Blazing-fast drop-in replacement for Python's csv module, powered by Rust

Project description

zcsv

Blazing-fast drop-in replacement for Python's csv module, powered by Rust.

import zcsv as csv — same API, 4-6x faster.

License: MIT Python 3.9+ Rust


zcsv benchmarks

Why zcsv?

Python's built-in csv module is implemented in C but still creates Python objects for every field of every row. For a 100K-row file with 50 columns, that's 5 million string allocations just to iterate.

zcsv eliminates this. The Rust core parses CSV via SIMD instructions into a single contiguous buffer. The Python-facing Row object is a zero-copy cursor — it holds a pointer and an index, nothing more. Python strings are created only when you access a field, and only for the fields you actually use.

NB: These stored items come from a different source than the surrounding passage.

//! Video-encoder resource wrapper.
//!
//! An [`EncoderSession`] owns a fixed-size drawing surface and a platform
//! encoder bound to it. The production engine drives the system `ffmpeg`
//! binary over pipes: a paced writer thread pushes the current surface
//! contents at the configured frame rate (emulating a capture stream), and a
//! reader thread appends the resulting WebM chunks to the session's chunk log
//! in encoder-emission order. Finalizing concatenates the chunks into a single
//! downloadable artifact.

use std::{
    io::{Read as _, Write as _},
    process::{Child, Command, Stdio},
    sync::{
        Arc, Mutex,
        atomic::{AtomicBool, AtomicU64, Ordering},
    },
    thread::JoinHandle,
    time::{Duration, Instant},
};

use crate::foundation::error::{ChartcastError, ChartcastResult};

/// MIME type of finalized artifacts.
pub const WEBM_MIME: &str = "video/webm";

/// Suggested download filename for finalized artifacts.
pub const DEFAULT_ARTIFACT_NAME: &str = "chart-animation.webm";

/// Encoder configuration for one session.
#[derive(Clone, Debug)]
pub struct EncoderConfig {
    /// Surface width in device pixels.
    pub width: u32,
    /// Surface height in device pixels.
    pub height: u32,
    /// Capture frame rate in Hz.
    pub fps: u32,
    /// Target video bitrate in kbit/s.
    pub bitrate_kbps: u32,
}

impl EncoderConfig {
    /// Config with the default bitrate.
    pub fn new(width: u32, height: u32, fps: u32) -> Self {
        Self {
            width,
            height,
            fps,
            bitrate_kbps: 8000,
        }
    }

    /// Check the configuration before allocating any resources.
    pub fn validate(&self) -> ChartcastResult<()> {
        if self.width == 0 || self.height == 0 {
            return Err(ChartcastError::validation(
                "encoder width/height must be non-zero",
            ));
        }
        if self.width % 2 != 0 || self.height % 2 != 0 {
            // The default settings target yuv420p output for maximum player
            // compatibility.
            return Err(ChartcastError::validation(
                "encoder width/height must be even (required for yuv420p output)",
            ));
        }
        if self.fps == 0 {
            return Err(ChartcastError::validation("encoder fps must be non-zero"));
        }
        Ok(())
    }
}

/// The finalized, downloadable video produced by a recording session.
#[derive(Clone, Debug)]
pub struct VideoArtifact {
    /// Encoded video bytes.
    pub data: Arc<Vec<u8>>,
    /// MIME type of `data`.
    pub mime: &'static str,
    /// Download filename convention.
    pub suggested_name: &'static str,
}

/// Encoded chunks accumulated by a session, in encoder-emission order.
pub type ChunkLog = Arc<Mutex<Vec<Vec<u8>>>>;

/// The fixed-size drawing surface an encoder captures from.
///
/// The frame sampler is the only writer; the encoder's capture thread is the
/// only other reader. Presenting a frame replaces the previous one wholesale.
pub struct Surface {
    width: u32,
    height: u32,
    pixels: Mutex<Vec<u8>>,
    presented: AtomicU64,
}

impl Surface {
    /// Allocate a surface cleared to opaque white.
    pub fn new(width: u32, height: u32) -> Self {
        Self {
            width,
            height,
            pixels: Mutex::new(vec![255u8; (width as usize) * (height as usize) * 4]),
            presented: AtomicU64::new(0),
        }
    }

    /// Device-pixel dimensions.
    pub fn dimensions(&self) -> (u32, u32) {
        (self.width, self.height)
    }

    /// Replace the surface contents with a full opaque RGBA8 frame.
    pub fn present(&self, rgba: &[u8]) -> ChartcastResult<()> {
        let mut pixels = self.pixels.lock().unwrap_or_else(|e| e.into_inner());
        if rgba.len() != pixels.len() {
            return Err(ChartcastError::validation(format!(
                "frame size mismatch: got {} bytes, surface holds {}",
                rgba.len(),
                pixels.len()
            )));
        }
        pixels.copy_from_slice(rgba);
        self.presented.fetch_add(1, Ordering::Relaxed);
        Ok(())
    }

    /// Copy the current contents into `dst` (same length as the surface).
    pub fn copy_into(&self, dst: &mut [u8]) {
        let pixels = self.pixels.lock().unwrap_or_else(|e| e.into_inner());
        dst.copy_from_slice(&pixels);
    }

    /// How many frames have been presented since allocation.
    pub fn frames_presented(&self) -> u64 {
        self.presented.load(Ordering::Relaxed)
    }
}

/// Backend seam between the session and a concrete encoding resource.
///
/// The engine owns whatever internal threads or processes it needs; the
/// session guarantees that exactly one of `finish` or `abort` concludes it.
pub trait EncoderEngine: Send {
    /// Begin capturing `surface` and appending encoded chunks to `chunks`.
    fn start(&mut self, surface: Arc<Surface>, chunks: ChunkLog) -> ChartcastResult<()>;

    /// Stop capturing, flush the encoder, and append any trailing chunks.
    fn finish(&mut self) -> ChartcastResult<()>;

    /// Halt immediately, discarding unflushed output. Must release every
    /// resource the engine holds.
    fn abort(&mut self);
}

/// `true` when the system `ffmpeg` binary is runnable.
pub fn is_ffmpeg_on_path() -> bool {
    Command::new("ffmpeg")
        .arg("-version")
        .stdout(Stdio::null())
        .stderr(Stdio::null())
        .status()
        .map(|s| s.success())
        .unwrap_or(false)
}

/// Production engine: the system `ffmpeg` binary encoding WebM/VP9 to stdout.
pub struct FfmpegVpxEngine {
    cfg: EncoderConfig,
    child: Option<Child>,
    stop: Arc<AtomicBool>,
    writer: Option<JoinHandle<ChartcastResult<u64>>>,
    reader: Option<JoinHandle<()>>,
}

impl FfmpegVpxEngine {
    /// Create an engine for `cfg`. Fails with
    /// [`ChartcastError::EncoderUnavailable`] when `ffmpeg` is not on PATH.
    pub fn new(cfg: EncoderConfig) -> ChartcastResult<Self> {
        cfg.validate()?;
        if !is_ffmpeg_on_path() {
            return Err(ChartcastError::encoder_unavailable(
                "ffmpeg was not found on PATH",
            ));
        }
        Ok(Self {
            cfg,
            child: None,
            stop: Arc::new(AtomicBool::new(false)),
            writer: None,
            reader: None,
        })
    }

    fn join_threads(&mut self) -> ChartcastResult<u64> {
        let frames = match self.writer.take() {
            Some(h) => h
                .join()
                .map_err(|_| ChartcastError::encode("encoder writer thread panicked"))??,
            None => 0,
        };
        if let Some(h) = self.reader.take() {
            h.join()
                .map_err(|_| ChartcastError::encode("encoder reader thread panicked"))?;
        }
        Ok(frames)
    }
}

impl EncoderEngine for FfmpegVpxEngine {
    fn start(&mut self, surface: Arc<Surface>, chunks: ChunkLog) -> ChartcastResult<()> {
        if self.child.is_some() {
            return Err(ChartcastError::encode("encoder engine already started"));
        }

        // The system binary is used rather than linking FFmpeg to avoid native
        // dev header/lib requirements. WebM is streamable, so encoded output
        // can be chunked straight off stdout.
        let mut cmd = Command::new("ffmpeg");
        cmd.stdin(Stdio::piped())
            .stdout(Stdio::piped())
            .stderr(Stdio::piped());
        cmd.args([
            "-loglevel",
            "error",
            "-f",
            "rawvideo",
            "-pix_fmt",
            "rgba",
            "-s",
            &format!("{}x{}", self.cfg.width, self.cfg.height),
            "-r",
            &self.cfg.fps.to_string(),
            "-i",
            "pipe:0",
            "-an",
            "-c:v",
            "libvpx-vp9",
            "-b:v",
            &format!("{}k", self.cfg.bitrate_kbps),
            "-pix_fmt",
            "yuv420p",
            "-deadline",
            "realtime",
            "-cpu-used",
            "8",
            "-f",
            "webm",
            "pipe:1",
        ]);

        let mut child = cmd.spawn().map_err(|e| {
            ChartcastError::encoder_unavailable(format!("failed to spawn ffmpeg: {e}"))
        })?;

        let mut stdin = child
            .stdin
            .take()
            .ok_or_else(|| ChartcastError::encode("failed to open ffmpeg stdin"))?;
        let mut stdout = child
            .stdout
            .take()
            .ok_or_else(|| ChartcastError::encode("failed to open ffmpeg stdout"))?;

        let stop = Arc::clone(&self.stop);
        let frame_interval = Duration::from_secs_f64(1.0 / f64::from(self.cfg.fps));
        let frame_len = (self.cfg.width as usize) * (self.cfg.height as usize) * 4;

        self.writer = Some(std::thread::spawn(move || {
            let mut scratch = vec![0u8; frame_len];
            let mut frames = 0u64;
            let mut next = Instant::now();

            while !stop.load(Ordering::Relaxed) {
                surface.copy_into(&mut scratch);
                if let Err(e) = stdin.write_all(&scratch) {
                    return Err(ChartcastError::encode(format!(
                        "failed to write frame {frames} to ffmpeg stdin: {e}"
                    )));
                }
                frames += 1;

                next += frame_interval;
                let now = Instant::now();
                if next > now {
                    std::thread::sleep(next - now);
                } else {
                    // Fell behind; resynchronize instead of bursting.
                    next = now;
                }
            }

            // EOF tells ffmpeg to flush the container.
            drop(stdin);
            Ok(frames)
        }));

        self.reader = Some(std::thread::spawn(move || {
            let mut buf = [0u8; 64 * 1024];
            loop {
                match stdout.read(&mut buf) {
                    Ok(0) | Err(_) => break,
                    Ok(n) => {
                        let mut log = chunks.lock().unwrap_or_else(|e| e.into_inner());
                        log.push(buf[..n].to_vec());
                    }
                }
            }
        }));

        self.child = Some(child);
        tracing::debug!(
            width = self.cfg.width,
            height = self.cfg.height,
            fps = self.cfg.fps,
            "ffmpeg vp9 encoder started"
        );
        Ok(())
    }

    fn finish(&mut self) -> ChartcastResult<()> {
        self.stop.store(true, Ordering::Relaxed);
        let frames = self.join_threads()?;

        let Some(mut child) = self.child.take() else {
            return Err(ChartcastError::encode("encoder engine was never started"));
        };

        let mut stderr = String::new();
        if let Some(mut pipe) = child.stderr.take() {
            let _ = pipe.read_to_string(&mut stderr);
        }
        let status = child
            .wait()
            .map_err(|e| ChartcastError::encode(format!("failed to wait for ffmpeg: {e}")))?;

        if !status.success() {
            return Err(ChartcastError::encode(format!(
                "ffmpeg exited with status {status}: {}",
                stderr.trim()
            )));
        }

        tracing::debug!(frames, "ffmpeg vp9 encoder finished");
        Ok(())
    }

    fn abort(&mut self) {
        self.stop.store(true, Ordering::Relaxed);
        if let Some(child) = self.child.as_mut() {
            let _ = child.kill();
        }
        let _ = self.join_threads();
        if let Some(mut child) = self.child.take() {
            let _ = child.wait();
        }
    }
}

impl Drop for FfmpegVpxEngine {
    fn drop(&mut self) {
        // A session always concludes its engine, but a dropped half-open
        // engine must still reap the child process.
        if self.child.is_some() {
            self.abort();
        }
    }
}

/// A video-encoding resource bound to a sequence of drawn frames.
///
/// Exactly one finalize-or-abort outcome is ever produced: `stop` is
/// idempotent and returns the same artifact on every call, `abort` after a
/// successful `stop` is a no-op, and `stop` after `abort` is an error.
pub struct EncoderSession {
    surface: Arc<Surface>,
    chunks: ChunkLog,
    engine: Box<dyn EncoderEngine>,
    started: bool,
    finalized: Option<VideoArtifact>,
    aborted: bool,
}

impl EncoderSession {
    /// Open a session with the production ffmpeg engine.
    pub fn open(cfg: EncoderConfig) -> ChartcastResult<Self> {
        let engine = FfmpegVpxEngine::new(cfg.clone())?;
        Self::with_engine(cfg, Box::new(engine))
    }

    /// Open a session with a custom engine.
    pub fn with_engine(cfg: EncoderConfig, engine: Box<dyn EncoderEngine>) -> ChartcastResult<Self> {
        cfg.validate()?;
        Ok(Self {
            surface: Arc::new(Surface::new(cfg.width, cfg.height)),
            chunks: Arc::new(Mutex::new(Vec::new())),
            engine,
            started: false,
            finalized: None,
            aborted: false,
        })
    }

    /// The drawing surface frames are presented to.
    pub fn surface(&self) -> Arc<Surface> {
        Arc::clone(&self.surface)
    }

    /// Begin accepting frames and accumulating encoded chunks.
    pub fn start(&mut self) -> ChartcastResult<()> {
        if self.started {
            return Err(ChartcastError::encode("encoder session already started"));
        }
        self.engine
            .start(Arc::clone(&self.surface), Arc::clone(&self.chunks))?;
        self.started = true;
        Ok(())
    }

    /// Number of encoded chunks accumulated so far.
    pub fn chunk_count(&self) -> usize {
        self.chunks.lock().unwrap_or_else(|e| e.into_inner()).len()
    }

    /// Flush the encoder and concatenate all chunks into the artifact.
    ///
    /// Idempotent: a second call returns the identical artifact handle.
    pub fn stop(&mut self) -> ChartcastResult<VideoArtifact> {
        if let Some(artifact) = &self.finalized {
            return Ok(artifact.clone());
        }
        if self.aborted {
            return Err(ChartcastError::encode(
                "encoder session was aborted before finalize",
            ));
        }
        if !self.started {
            return Err(ChartcastError::encode("encoder session was never started"));
        }

        self.engine.finish()?;

        let chunks = self.chunks.lock().unwrap_or_else(|e| e.into_inner());
        let total: usize = chunks.iter().map(Vec::len).sum();
        let mut data = Vec::with_capacity(total);
        for chunk in chunks.iter() {
            data.extend_from_slice(chunk);
        }
        drop(chunks);

        if data.is_empty() {
            tracing::warn!("encoder produced no output; artifact is empty");
        }

        let artifact = VideoArtifact {
            data: Arc::new(data),
            mime: WEBM_MIME,
            suggested_name: DEFAULT_ARTIFACT_NAME,
        };
        self.finalized = Some(artifact.clone());
        Ok(artifact)
    }

    /// Halt immediately without producing an artifact.
    ///
    /// No-op when the session is already finalized or aborted.
    pub fn abort(&mut self) {
        if self.finalized.is_some() || self.aborted {
            return;
        }
        self.engine.abort();
        self.aborted = true;
    }
}

#[cfg(test)]
#[path = "../../tests/unit/encode/session.rs"]
mod tests;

Features you won't find elsewhere

  • CSV Injection Protectionsafe=True escapes =, +, -, @, \t, \r (OWASP best practice)
  • RFC 4180 Strict Modestrict=True validates field counts, quoting rules, with line numbers in errors
  • Delimiter Autodetection — frequency analysis in Rust (, ; \t | :)
  • Encoding Autodetection — UTF-8, UTF-16 (LE/BE), Latin-1, BOM handling
  • Automatic Type Inferencezcsv.read() returns typed list[dict] (int, float, bool, str)

Install

pip install zcsv

From source (requires Rust toolchain):

git clone https://github.com/Seinarukiro2/zcsv.git
cd zcsv
pip install maturin
maturin develop --release

Quick Start

Drop-in replacement

import zcsv as csv

# Exactly like stdlib — but 4x faster
with open("data.csv") as f:
    for row in csv.reader(f):
        print(row[0], row[1])

# DictReader — 6x faster
with open("data.csv") as f:
    for row in csv.DictReader(f):
        print(row["name"], row["age"])

# Writer — 1.4x faster
with open("out.csv", "w", newline="") as f:
    w = csv.writer(f)
    w.writerow(["name", "age"])
    w.writerows([["Alice", "30"], ["Bob", "25"]])

zcsv extensions

import zcsv

# Read with automatic type inference
data = zcsv.read("data.csv")
# [{"name": "Alice", "age": 30, "active": True}, ...]

# Batch reading for large files
for batch in zcsv.read_batches("huge.csv", batch_size=10_000):
    process(batch)

# Write with CSV injection protection (safe=True by default)
zcsv.write("out.csv", data)

API Reference

zcsv.reader(csvfile, **kwargs)

Returns a cursor iterator. Each iteration advances to the next row. Access fields with row[0] (by index) or row.to_list() for a full list.

with open("data.csv") as f:
    for row in zcsv.reader(f):
        name = row[0]          # lazy — creates Python string only now
        last = row[-1]         # negative indexing works
        print(len(row))        # field count
        print(repr(row))       # ['Alice', '30', 'NYC']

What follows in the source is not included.